L (long-lasting)–type Ca 2+ channels are concentrated in the T tubules at jSR sites, where they are positioned for Ca 2+ -induced Ca 2+ release from the RyR. A fraction of L-type Ca 2+ channels are also localized in caveolae, where they may participate in local Ca 2+ signaling, which is distinct from triggering of SR Ca 2+ release. L-type Ca 2+ channels are inhibited by Ca 2+ channel blockers such as verapamil, diltiazem, and the dihydropyridines. I Ca is rapidly activated during the rising phase of the AP, but the combination of Ca 2+ influx via I Ca itself and local SR Ca 2+ release causes rapid Ca 2+ -dependent inactivation of I Ca . Voltage-dependent inactivation also contributes to I Ca decline during the AP, but I Ca continues at low levels throughout the AP. Inward I Ca is an important contributor to the plateau phase of the cardiac AP, and excess I Ca or failure of inactivation can prolong the duration of the AP and participate in EADs.

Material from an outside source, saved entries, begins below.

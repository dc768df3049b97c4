use serde::{Deserialize, Serialize};

#[derive(Debug, Clone, Copy, PartialEq, Eq, Serialize, Deserialize)]
#[serde(rename_all = "lowercase")]
pub enum Role {
    System,
    User,
    Assistant,
}

#[derive(Debug, Clone, PartialEq, Eq, Serialize, Deserialize)]
pub struct ChatMessage {
    pub role: Role,
    pub content: String,
}

impl ChatMessage {
    pub fn system(content: impl Into<String>) -> Self {
        Self { role: Role::System, content: content.into() }
    }

    pub fn user(content: impl Into<String>) -> Self {
        Self { role: Role::User, content: content.into() }
    }

    pub fn assistant(content: impl Into<String>) -> Self {
        Self { role: Role::Assistant, content: content.into() }
    }
}

/// Ordered message history of one generation run.
///
/// Seeded with a single system message; every processed segment adds exactly
/// one user and one assistant message.
#[derive(Debug, Clone, PartialEq, Eq)]
pub struct ConversationContext {
    messages: Vec<ChatMessage>,
}

impl ConversationContext {
    pub fn new(system_prompt: impl Into<String>) -> Self {
        Self {
            messages: vec![ChatMessage::system(system_prompt)],
        }
    }

    pub fn push_user(&mut self, content: impl Into<String>) {
        self.messages.push(ChatMessage::user(content));
    }

    pub fn push_assistant(&mut self, content: impl Into<String>) {
        self.messages.push(ChatMessage::assistant(content));
    }

    pub fn messages(&self) -> &[ChatMessage] {
        &self.messages
    }

    pub fn len(&self) -> usize {
        self.messages.len()
    }

    pub fn is_empty(&self) -> bool {
        self.messages.is_empty()
    }
}

/// Result of rewriting one piece of text
#[derive(Debug, Clone, PartialEq, Eq)]
pub enum RewriteOutcome {
    /// The service produced a replacement
    Rewritten(String),
    /// The service failed; `text` is the untouched input
    Fallback { text: String, cause: String },
}

impl RewriteOutcome {
    /// The text to use downstream, whichever way the call went
    pub fn text(&self) -> &str {
        match self {
            Self::Rewritten(text) => text,
            Self::Fallback { text, .. } => text,
        }
    }

    pub fn into_text(self) -> String {
        match self {
            Self::Rewritten(text) => text,
            Self::Fallback { text, .. } => text,
        }
    }

    pub fn is_fallback(&self) -> bool {
        matches!(self, Self::Fallback { .. })
    }
}

/// Strip the wrapping models like to add around a reply.
///
/// Returns `None` when nothing usable remains.
pub fn clean_reply(raw: &str) -> Option<String> {
    let mut text = raw.trim();

    // ```lang ... ``` fences
    if text.starts_with("```") && text.ends_with("```") && text.len() >= 6 {
        let inner = &text[3..text.len() - 3];
        // Drop an info string on the opening fence
        text = match inner.split_once('\n') {
            Some((first, rest)) if first.trim().chars().all(|c| c.is_ascii_alphanumeric()) => rest,
            _ => inner,
        };
        text = text.trim();
    }

    for (open, close) in [("\"", "\""), ("“", "”"), ("「", "」"), ("'", "'")] {
        if text.len() >= open.len() + close.len() && text.starts_with(open) && text.ends_with(close) {
            text = text[open.len()..text.len() - close.len()].trim();
            break;
        }
    }

    if text.is_empty() {
        None
    } else {
        Some(text.to_string())
    }
}

#[cfg(test)]
mod tests {
    use super::*;

    #[test]
    fn test_roles_serialize_lowercase() {
        let json = serde_json::to_string(&ChatMessage::assistant("hi")).unwrap();
        assert_eq!(json, r#"{"role":"assistant","content":"hi"}"#);
    }

    #[test]
    fn test_context_starts_with_system_message() {
        let mut context = ConversationContext::new("be nice");
        context.push_user("a");
        context.push_assistant("b");
        assert_eq!(context.len(), 3);
        assert_eq!(context.messages()[0], ChatMessage::system("be nice"));
        assert_eq!(context.messages()[2].role, Role::Assistant);
    }

    #[test]
    fn test_outcome_text() {
        let fallback = RewriteOutcome::Fallback { text: "原句".into(), cause: "timeout".into() };
        assert_eq!(fallback.text(), "原句");
        assert!(fallback.is_fallback());
        assert_eq!(RewriteOutcome::Rewritten("新句".into()).into_text(), "新句");
    }

    #[test]
    fn test_clean_reply() {
        assert_eq!(clean_reply("  海边的日落真美  ").as_deref(), Some("海边的日落真美"));
        assert_eq!(clean_reply("\"Hello there\"").as_deref(), Some("Hello there"));
        assert_eq!(clean_reply("“看，夕阳！”").as_deref(), Some("看，夕阳！"));
        assert_eq!(clean_reply("```text\n大家好\n```").as_deref(), Some("大家好"));
        assert_eq!(clean_reply("```大家好```").as_deref(), Some("大家好"));
        assert_eq!(clean_reply("```第一句\n第二句```").as_deref(), Some("第一句\n第二句"));
        assert_eq!(clean_reply("   "), None);
        assert_eq!(clean_reply("\"\""), None);
    }
}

During beta-adrenergic stimulation, cyclic adenosine monophosphate (cAMP) and PKA activity increases and results in phosphorylation of the Ca 2+ channel and alteration of its gating properties. Notably, most of the molecular components of this beta-adrenergic receptor–cAMP-PKA and phosphatase pathway are localized directly at the L-type Ca 2+ channel, which facilitates rapid sympathetic activation of I Ca . PKA-dependent phosphorylation of the channel shifts activation (and inactivation) to more negative voltages and increases the open time of the channel. This combination can greatly increase I Ca , which increases both the fraction of SR Ca 2+ release and the Ca 2+ load of the cell and SR (to enhance further the Ca 2+ transient amplitude and inotropic state).

Sodium Channels

Voltage-gated cardiac Na + current is carried mainly by the Nav1.5 cardiac isoform, but a minor component is attributed to several other, neuronal isoforms. The Nav1.5 channels are especially concentrated at the ends of the myocyte near intercalated discs, but the overall density of I Na is relatively uniform between the T tubule and surface membrane. Depolarization activates I Na , and peak I Na is very large and drives the upstroke of the cardiac AP. Voltage-dependent inactivation of I Na is very rapid, and under normal conditions, Na + channels inactivate within 4 milliseconds of depolarization. However, a tiny fraction of Na + channels remain open (or reopen), thereby creating a small but persistent influx of Na + throughout the plateau of the AP. This so-called late sodium current (I NaL ) is characterized by ultraslow, voltage-independent inactivation and reactivation. Although the amplitude of I NaL is small (<1% of peak I Na ), because peak I Na is so large, this I NaL still constitutes a significant inward current during the plateau phase of the AP. Under pathophysiologic conditions, the amount of I NaL can increase significantly, which can result in acquired long-QT (LQT) syndrome and also cause Na + and Ca 2+ loading of myocytes, which carries additional arrhythmogenic potential. Thus, I NaL has emerged as a potentially important therapeutic target. ,

Ca 2+ /Calmodulin-Dependent Protein Kinase II Alters Gating of I na , I ca , and Other Channels

CaMKII is known to be upregulated and chronically activated in numerous pathophysiologic conditions (e.g., ischemia-reperfusion, heart failure, ROS). Also, CaMKII-dependent Na + channel phosphorylation causes increased I NaL , which may produce an acquired form of LQT3 syndrome in patients with genetically normal Na + channels (see Fig. 46.9 ). , At the same time, CaMKII also shifts Na + channel availability to more negative voltages, enhances intermediate inactivation, and slows recovery from inactivation, all loss-of-function effects that could cause an acquired Brugada syndrome–like condition. Indeed, this can foster both phenotypes, depending on the heart rate (HR): LQT syndrome at a lower HR and Brugada syndrome at a higher HR. CaMKII also modulates Ca 2+ and potassium (K + ) channel currents, which can further promote arrhythmogenesis through EADs and enhanced transmural dispersion of repolarization.